— TASK DATA —

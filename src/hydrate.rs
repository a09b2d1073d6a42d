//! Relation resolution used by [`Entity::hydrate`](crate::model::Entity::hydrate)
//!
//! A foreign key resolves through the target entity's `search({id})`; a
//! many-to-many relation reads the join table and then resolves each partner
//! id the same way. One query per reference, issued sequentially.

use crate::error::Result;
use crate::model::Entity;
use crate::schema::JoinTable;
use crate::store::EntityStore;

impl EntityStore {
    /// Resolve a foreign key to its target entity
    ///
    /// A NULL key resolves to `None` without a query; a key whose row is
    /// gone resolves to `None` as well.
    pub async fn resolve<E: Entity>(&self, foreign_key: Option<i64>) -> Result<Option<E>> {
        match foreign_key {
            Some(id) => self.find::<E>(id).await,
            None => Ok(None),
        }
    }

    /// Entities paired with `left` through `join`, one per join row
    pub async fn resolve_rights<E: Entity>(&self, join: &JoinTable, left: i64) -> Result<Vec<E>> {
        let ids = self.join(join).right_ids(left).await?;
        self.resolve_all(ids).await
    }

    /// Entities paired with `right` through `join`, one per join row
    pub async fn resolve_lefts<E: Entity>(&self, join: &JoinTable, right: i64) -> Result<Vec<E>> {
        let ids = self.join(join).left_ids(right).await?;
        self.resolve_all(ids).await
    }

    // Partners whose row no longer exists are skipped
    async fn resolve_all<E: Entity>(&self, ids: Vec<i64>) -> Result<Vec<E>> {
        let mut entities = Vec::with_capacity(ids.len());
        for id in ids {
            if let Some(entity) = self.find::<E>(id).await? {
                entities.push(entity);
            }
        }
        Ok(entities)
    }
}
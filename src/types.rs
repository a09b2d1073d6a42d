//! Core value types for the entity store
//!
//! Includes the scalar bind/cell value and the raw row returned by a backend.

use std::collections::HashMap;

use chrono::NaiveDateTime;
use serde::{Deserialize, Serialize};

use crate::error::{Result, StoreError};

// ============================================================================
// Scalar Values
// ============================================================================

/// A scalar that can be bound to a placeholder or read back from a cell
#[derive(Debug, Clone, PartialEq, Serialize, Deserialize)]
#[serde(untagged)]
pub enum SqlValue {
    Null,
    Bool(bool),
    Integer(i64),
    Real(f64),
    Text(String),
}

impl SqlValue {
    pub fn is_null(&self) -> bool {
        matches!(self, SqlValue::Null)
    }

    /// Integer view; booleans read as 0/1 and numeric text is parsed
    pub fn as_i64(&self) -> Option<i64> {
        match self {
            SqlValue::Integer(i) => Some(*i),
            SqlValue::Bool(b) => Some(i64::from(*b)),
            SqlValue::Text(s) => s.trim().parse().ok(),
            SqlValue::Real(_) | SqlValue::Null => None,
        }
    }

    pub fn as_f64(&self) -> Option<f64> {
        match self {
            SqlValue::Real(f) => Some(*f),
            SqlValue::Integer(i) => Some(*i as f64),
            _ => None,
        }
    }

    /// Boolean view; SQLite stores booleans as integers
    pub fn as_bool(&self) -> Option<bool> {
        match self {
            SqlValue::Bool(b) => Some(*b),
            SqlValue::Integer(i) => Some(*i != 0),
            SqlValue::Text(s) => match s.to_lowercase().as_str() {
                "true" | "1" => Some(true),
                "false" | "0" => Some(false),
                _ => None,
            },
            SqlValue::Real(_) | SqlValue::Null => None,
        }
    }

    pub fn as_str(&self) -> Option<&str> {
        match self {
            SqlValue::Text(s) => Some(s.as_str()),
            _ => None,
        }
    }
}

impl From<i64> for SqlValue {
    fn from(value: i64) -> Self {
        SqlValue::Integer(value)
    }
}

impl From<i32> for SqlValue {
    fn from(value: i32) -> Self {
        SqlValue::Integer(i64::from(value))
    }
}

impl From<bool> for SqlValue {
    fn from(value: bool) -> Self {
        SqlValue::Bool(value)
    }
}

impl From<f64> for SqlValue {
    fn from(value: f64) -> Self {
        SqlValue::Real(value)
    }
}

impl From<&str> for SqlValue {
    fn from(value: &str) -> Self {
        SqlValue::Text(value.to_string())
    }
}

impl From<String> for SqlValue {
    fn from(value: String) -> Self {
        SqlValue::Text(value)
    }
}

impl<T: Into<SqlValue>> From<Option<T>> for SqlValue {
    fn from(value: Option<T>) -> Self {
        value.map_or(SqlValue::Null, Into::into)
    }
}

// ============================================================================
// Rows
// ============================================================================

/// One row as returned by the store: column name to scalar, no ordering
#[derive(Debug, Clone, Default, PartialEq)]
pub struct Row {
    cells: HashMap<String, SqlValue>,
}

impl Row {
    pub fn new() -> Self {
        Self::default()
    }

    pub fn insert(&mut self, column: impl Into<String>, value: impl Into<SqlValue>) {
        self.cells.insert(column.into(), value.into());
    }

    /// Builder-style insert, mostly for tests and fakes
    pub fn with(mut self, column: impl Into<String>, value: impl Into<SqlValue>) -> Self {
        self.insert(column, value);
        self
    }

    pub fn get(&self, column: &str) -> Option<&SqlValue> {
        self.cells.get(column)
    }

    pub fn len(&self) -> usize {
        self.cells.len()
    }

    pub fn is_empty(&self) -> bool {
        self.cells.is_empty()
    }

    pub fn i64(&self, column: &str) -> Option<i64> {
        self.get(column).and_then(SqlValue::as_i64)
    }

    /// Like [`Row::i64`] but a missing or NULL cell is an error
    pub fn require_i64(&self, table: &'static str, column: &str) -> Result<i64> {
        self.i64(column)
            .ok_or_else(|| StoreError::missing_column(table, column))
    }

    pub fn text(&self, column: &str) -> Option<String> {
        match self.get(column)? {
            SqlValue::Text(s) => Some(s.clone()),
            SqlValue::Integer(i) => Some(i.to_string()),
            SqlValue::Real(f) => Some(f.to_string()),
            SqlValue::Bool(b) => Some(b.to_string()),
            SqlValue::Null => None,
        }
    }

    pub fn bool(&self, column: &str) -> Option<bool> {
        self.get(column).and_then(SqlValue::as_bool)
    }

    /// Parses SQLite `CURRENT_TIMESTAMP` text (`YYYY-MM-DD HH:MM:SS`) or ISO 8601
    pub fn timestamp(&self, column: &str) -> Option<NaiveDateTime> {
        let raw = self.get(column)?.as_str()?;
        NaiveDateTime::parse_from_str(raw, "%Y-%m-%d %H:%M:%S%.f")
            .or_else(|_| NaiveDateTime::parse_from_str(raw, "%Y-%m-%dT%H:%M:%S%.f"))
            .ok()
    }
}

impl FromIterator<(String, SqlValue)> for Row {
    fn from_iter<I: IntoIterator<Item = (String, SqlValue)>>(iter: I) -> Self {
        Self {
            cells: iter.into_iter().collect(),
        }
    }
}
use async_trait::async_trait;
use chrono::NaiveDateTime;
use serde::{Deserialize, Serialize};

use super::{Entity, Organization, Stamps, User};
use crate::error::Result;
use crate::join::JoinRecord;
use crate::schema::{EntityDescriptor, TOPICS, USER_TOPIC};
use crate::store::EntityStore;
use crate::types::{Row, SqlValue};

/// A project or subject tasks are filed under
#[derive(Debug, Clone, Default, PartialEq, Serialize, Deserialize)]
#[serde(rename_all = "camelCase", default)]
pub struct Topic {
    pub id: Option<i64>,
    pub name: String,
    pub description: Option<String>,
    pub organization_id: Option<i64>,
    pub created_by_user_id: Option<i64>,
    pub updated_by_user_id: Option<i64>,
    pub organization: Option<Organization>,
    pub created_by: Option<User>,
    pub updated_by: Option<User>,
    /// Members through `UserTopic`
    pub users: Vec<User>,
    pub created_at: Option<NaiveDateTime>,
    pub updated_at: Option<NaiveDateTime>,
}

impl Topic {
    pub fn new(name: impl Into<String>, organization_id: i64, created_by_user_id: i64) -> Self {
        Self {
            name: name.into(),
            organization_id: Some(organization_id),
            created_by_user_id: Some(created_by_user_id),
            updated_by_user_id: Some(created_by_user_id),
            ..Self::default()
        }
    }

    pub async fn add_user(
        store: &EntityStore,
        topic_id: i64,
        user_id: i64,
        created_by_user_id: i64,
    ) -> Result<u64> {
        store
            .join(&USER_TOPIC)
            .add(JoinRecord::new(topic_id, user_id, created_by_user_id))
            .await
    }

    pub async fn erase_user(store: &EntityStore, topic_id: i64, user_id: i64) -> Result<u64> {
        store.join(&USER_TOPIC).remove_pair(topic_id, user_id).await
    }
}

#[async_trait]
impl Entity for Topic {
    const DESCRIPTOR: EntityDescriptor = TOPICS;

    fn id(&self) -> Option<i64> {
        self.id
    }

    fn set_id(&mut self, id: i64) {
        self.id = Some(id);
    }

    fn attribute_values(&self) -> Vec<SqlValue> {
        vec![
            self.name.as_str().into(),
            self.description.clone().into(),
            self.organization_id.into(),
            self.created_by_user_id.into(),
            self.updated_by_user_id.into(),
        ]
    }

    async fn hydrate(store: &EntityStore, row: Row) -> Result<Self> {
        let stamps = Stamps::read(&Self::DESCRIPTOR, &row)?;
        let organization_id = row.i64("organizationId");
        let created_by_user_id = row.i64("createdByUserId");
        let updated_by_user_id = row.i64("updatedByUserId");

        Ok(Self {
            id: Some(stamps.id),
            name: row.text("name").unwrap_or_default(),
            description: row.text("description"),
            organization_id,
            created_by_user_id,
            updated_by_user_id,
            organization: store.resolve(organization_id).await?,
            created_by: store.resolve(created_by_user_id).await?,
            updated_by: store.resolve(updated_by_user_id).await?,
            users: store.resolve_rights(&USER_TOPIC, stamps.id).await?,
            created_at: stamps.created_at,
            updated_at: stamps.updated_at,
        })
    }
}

— WHAT YOU NEED TO DO —
In the listing, find all lines with the string "Deserialize" and copy them.

— FINAL ANSWER —
use serde::{Deserialize, Serialize};
#[derive(Debug, Clone, PartialEq, Serialize, Deserialize)]
use serde::{Deserialize, Serialize};
#[derive(Debug, Clone, Default, PartialEq, Serialize, Deserialize)]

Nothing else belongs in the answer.